In most cases TimeKeeper will adjust the time by slewing. This means it will slowly reduce the time error to avoid erratic changes in time and also prevent erratic changes in the rate of time correction. This correction rate will never be greater than 1 second correction in 256 seconds or roughly 3.9 milliseconds correction per second.
As the time error gets smaller this rate will be reduced to asymptotically approach zero error. This means a gradual adjustment of time and also a gradual adjustment of the rate of time on the computer. This is illustrated below with an example of correcting a 1 second error.
The graph below shows more detail of the final stages of correction as the change rate is reduced. Note that the X axis is the error (begins at roughly 0.2 seconds). The rate of correction is gradually reduced as the error decreases providing a smooth transition to the correct time.
In most cases the correction of 1 second offset will require roughly 420 seconds or about 7 minutes.

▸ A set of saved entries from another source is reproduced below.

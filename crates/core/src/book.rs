//! Template workbook model
//!
//! The compiler fills a [`TemplateBook`] and the writer serializes it. Rows and
//! columns are 0-indexed here, matching the xlsx writer; A1 strings are only
//! produced for formulas and ranges.

use std::collections::{BTreeMap, BTreeSet};

use serde::{Deserialize, Serialize};

use crate::style::{StyleId, StyleRegistry};

// ============================================================================
// References
// ============================================================================

/// Column letters for a 0-indexed column (0 -> A, 26 -> AA).
pub fn col_letter(col: u16) -> String {
    let mut result = String::new();
    let mut n = col as u32 + 1;
    while n > 0 {
        n -= 1;
        result.insert(0, (b'A' + (n % 26) as u8) as char);
        n /= 26;
    }
    result
}

/// A1 reference for a 0-indexed cell (0, 0 -> A1).
pub fn cell_ref(row: u32, col: u16) -> String {
    format!("{}{}", col_letter(col), row + 1)
}

/// Sheet name as written inside formulas: `'name'`.
pub fn quote_sheet(name: &str) -> String {
    format!("'{}'", name.replace('\'', "''"))
}

/// A rectangular range of cells.
#[derive(Debug, Clone, Copy, PartialEq, Eq, Hash, Serialize, Deserialize)]
pub struct CellRange {
    pub start_row: u32,
    pub start_col: u16,
    /// Inclusive.
    pub end_row: u32,
    /// Inclusive.
    pub end_col: u16,
}

impl CellRange {
    pub fn new(start_row: u32, start_col: u16, end_row: u32, end_col: u16) -> Self {
        Self {
            start_row: start_row.min(end_row),
            start_col: start_col.min(end_col),
            end_row: start_row.max(end_row),
            end_col: start_col.max(end_col),
        }
    }

    pub fn single(row: u32, col: u16) -> Self {
        Self::new(row, col, row, col)
    }

    pub fn contains(&self, row: u32, col: u16) -> bool {
        row >= self.start_row && row <= self.end_row && col >= self.start_col && col <= self.end_col
    }

    /// `C6:C105`, or `C6` for a single cell.
    pub fn to_a1(&self) -> String {
        let start = cell_ref(self.start_row, self.start_col);
        if self.start_row == self.end_row && self.start_col == self.end_col {
            start
        } else {
            format!("{}:{}", start, cell_ref(self.end_row, self.end_col))
        }
    }

    /// `$C$6:$C$105`.
    pub fn to_absolute(&self) -> String {
        format!(
            "${}${}:${}${}",
            col_letter(self.start_col),
            self.start_row + 1,
            col_letter(self.end_col),
            self.end_row + 1
        )
    }
}

// ============================================================================
// Cells
// ============================================================================

#[derive(Debug, Clone, PartialEq, Serialize, Deserialize)]
pub enum CellValue {
    /// Style-only cell.
    Blank,
    Text(String),
    Number(f64),
    Bool(bool),
    /// Formula text including the leading `=`.
    Formula(String),
    /// In-workbook hyperlink, target like `#'reference'!A4:D9`.
    Link { target: String, text: String },
}

impl CellValue {
    pub fn text(s: impl Into<String>) -> Self {
        CellValue::Text(s.into())
    }

    pub fn formula(s: impl Into<String>) -> Self {
        CellValue::Formula(s.into())
    }

    pub fn as_text(&self) -> Option<&str> {
        match self {
            CellValue::Text(s) => Some(s),
            CellValue::Link { text, .. } => Some(text),
            _ => None,
        }
    }

    pub fn as_formula(&self) -> Option<&str> {
        match self {
            CellValue::Formula(f) => Some(f),
            _ => None,
        }
    }
}

#[derive(Debug, Clone, PartialEq, Serialize, Deserialize)]
pub struct Cell {
    pub value: CellValue,
    pub style: Option<StyleId>,
}

/// Merged range, written with the value of its top-left cell.
#[derive(Debug, Clone, PartialEq, Serialize, Deserialize)]
pub struct Merge {
    pub range: CellRange,
    pub value: CellValue,
    pub style: StyleId,
}

/// Error alert shown when list validation fails.
#[derive(Debug, Clone, PartialEq, Eq, Serialize, Deserialize)]
pub struct ErrorAlert {
    pub title: String,
    pub message: String,
}

/// Dropdown list validation whose items come from a range formula.
#[derive(Debug, Clone, PartialEq, Serialize, Deserialize)]
pub struct ListValidation {
    pub range: CellRange,
    /// Source without the leading `=`, e.g. `reference!$C$10:$C$12`.
    pub source: String,
    pub error: Option<ErrorAlert>,
}

/// Formula-driven conditional format. The formula is relative to the
/// top-left cell of `range`.
#[derive(Debug, Clone, PartialEq, Serialize, Deserialize)]
pub struct ConditionalRule {
    pub range: CellRange,
    pub formula: String,
    pub style: StyleId,
    pub stop_if_true: bool,
}

/// Sheet protection. Cells are locked unless their style is unlocked.
#[derive(Debug, Clone, Copy, PartialEq, Eq, Default, Serialize, Deserialize)]
pub struct Protection {
    pub format_rows: bool,
    pub format_columns: bool,
}

// ============================================================================
// Sheets
// ============================================================================

#[derive(Debug, Clone, Default, PartialEq, Serialize, Deserialize)]
pub struct TemplateSheet {
    pub name: String,
    pub hidden: bool,
    cells: BTreeMap<(u32, u16), Cell>,
    pub merges: Vec<Merge>,
    pub validations: Vec<ListValidation>,
    pub conditional: Vec<ConditionalRule>,
    row_heights: BTreeMap<u32, f64>,
    hidden_rows: BTreeSet<u32>,
    row_styles: BTreeMap<u32, StyleId>,
    col_widths: BTreeMap<u16, f64>,
    col_styles: BTreeMap<u16, StyleId>,
    /// Top-left unfrozen cell.
    pub freeze: Option<(u32, u16)>,
    pub selection: Option<(u32, u16)>,
    pub protection: Option<Protection>,
}

impl TemplateSheet {
    pub fn new(name: impl Into<String>) -> Self {
        Self {
            name: name.into(),
            ..Self::default()
        }
    }

    pub fn hidden(name: impl Into<String>) -> Self {
        Self {
            hidden: true,
            ..Self::new(name)
        }
    }

    pub fn write(&mut self, row: u32, col: u16, value: CellValue) {
        self.cells.insert((row, col), Cell { value, style: None });
    }

    pub fn write_styled(&mut self, row: u32, col: u16, value: CellValue, style: StyleId) {
        self.cells.insert((row, col), Cell { value, style: Some(style) });
    }

    /// Style a cell, keeping its value if it has one.
    pub fn set_style(&mut self, row: u32, col: u16, style: StyleId) {
        self.cells
            .entry((row, col))
            .and_modify(|c| c.style = Some(style))
            .or_insert(Cell { value: CellValue::Blank, style: Some(style) });
    }

    pub fn merge(&mut self, range: CellRange, value: CellValue, style: StyleId) {
        self.merges.push(Merge { range, value, style });
    }

    pub fn cell(&self, row: u32, col: u16) -> Option<&Cell> {
        self.cells.get(&(row, col))
    }

    pub fn value(&self, row: u32, col: u16) -> Option<&CellValue> {
        self.cell(row, col).map(|c| &c.value)
    }

    pub fn formula(&self, row: u32, col: u16) -> Option<&str> {
        self.value(row, col).and_then(CellValue::as_formula)
    }

    pub fn text(&self, row: u32, col: u16) -> Option<&str> {
        self.value(row, col).and_then(CellValue::as_text)
    }

    /// Cells in row-major order.
    pub fn cells(&self) -> impl Iterator<Item = (u32, u16, &Cell)> {
        self.cells.iter().map(|(&(r, c), cell)| (r, c, cell))
    }

    /// Merge whose range starts at `(row, col)`.
    pub fn merge_at(&self, row: u32, col: u16) -> Option<&Merge> {
        self.merges
            .iter()
            .find(|m| m.range.start_row == row && m.range.start_col == col)
    }

    pub fn set_row_height(&mut self, row: u32, height: f64) {
        self.row_heights.insert(row, height);
    }

    pub fn row_height(&self, row: u32) -> Option<f64> {
        self.row_heights.get(&row).copied()
    }

    pub fn row_heights(&self) -> impl Iterator<Item = (u32, f64)> + '_ {
        self.row_heights.iter().map(|(&r, &h)| (r, h))
    }

    pub fn hide_row(&mut self, row: u32) {
        self.hidden_rows.insert(row);
    }

    pub fn is_row_hidden(&self, row: u32) -> bool {
        self.hidden_rows.contains(&row)
    }

    pub fn hidden_rows(&self) -> impl Iterator<Item = u32> + '_ {
        self.hidden_rows.iter().copied()
    }

    pub fn set_row_style(&mut self, row: u32, style: StyleId) {
        self.row_styles.insert(row, style);
    }

    pub fn row_styles(&self) -> impl Iterator<Item = (u32, StyleId)> + '_ {
        self.row_styles.iter().map(|(&r, &s)| (r, s))
    }

    pub fn set_col_width(&mut self, col: u16, width: f64) {
        self.col_widths.insert(col, width);
    }

    pub fn col_width(&self, col: u16) -> Option<f64> {
        self.col_widths.get(&col).copied()
    }

    pub fn col_widths(&self) -> impl Iterator<Item = (u16, f64)> + '_ {
        self.col_widths.iter().map(|(&c, &w)| (c, w))
    }

    pub fn set_col_style(&mut self, col: u16, style: StyleId) {
        self.col_styles.insert(col, style);
    }

    pub fn col_style(&self, col: u16) -> Option<StyleId> {
        self.col_styles.get(&col).copied()
    }

    pub fn col_styles(&self) -> impl Iterator<Item = (u16, StyleId)> + '_ {
        self.col_styles.iter().map(|(&c, &s)| (c, s))
    }

    /// Last used row, counting cells and merges.
    pub fn last_row(&self) -> Option<u32> {
        let cells = self.cells.keys().map(|&(r, _)| r);
        let merges = self.merges.iter().map(|m| m.range.end_row);
        cells.chain(merges).max()
    }
}

// ============================================================================
// Workbook
// ============================================================================

/// Compiled template: data, reference, error and required sheets in that
/// order, plus the styles they reference.
#[derive(Debug, Clone, Default, PartialEq, Serialize, Deserialize)]
pub struct TemplateBook {
    pub sheets: Vec<TemplateSheet>,
    pub styles: StyleRegistry,
}

impl TemplateBook {
    pub fn sheet(&self, name: &str) -> Option<&TemplateSheet> {
        self.sheets.iter().find(|s| s.name == name)
    }

    pub fn sheet_mut(&mut self, name: &str) -> Option<&mut TemplateSheet> {
        self.sheets.iter_mut().find(|s| s.name == name)
    }

    /// The visible data-entry sheet.
    pub fn data_sheet(&self) -> Option<&TemplateSheet> {
        self.sheets.first()
    }

    pub fn sheet_names(&self) -> Vec<&str> {
        self.sheets.iter().map(|s| s.name.as_str()).collect()
    }
}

The LOWQUALITY=1 setting instructs TimeKeeper to prioritize slow clock changes rather than aggressively tracking the remote time source. This helps in situations where the remote time source is known to be poor quality and shows erratic behavior. This can be useful when a stable local clock that smoothly and slowly adjusts to a remote time source is desired. One example would be using a WAN time source (NTP server on the internet perhaps) and serving NTP/PTP to a number of local systems. In this case TimeKeeper would, over time, adjust to track the remote time but would not over-react to timing errors and noise in the source but instead provide a stable clock to the local NTP/PTP clients.
This setting reduces the slew rate that TimeKeeper uses, and time corrections will take much longer than described in the section and graphs above.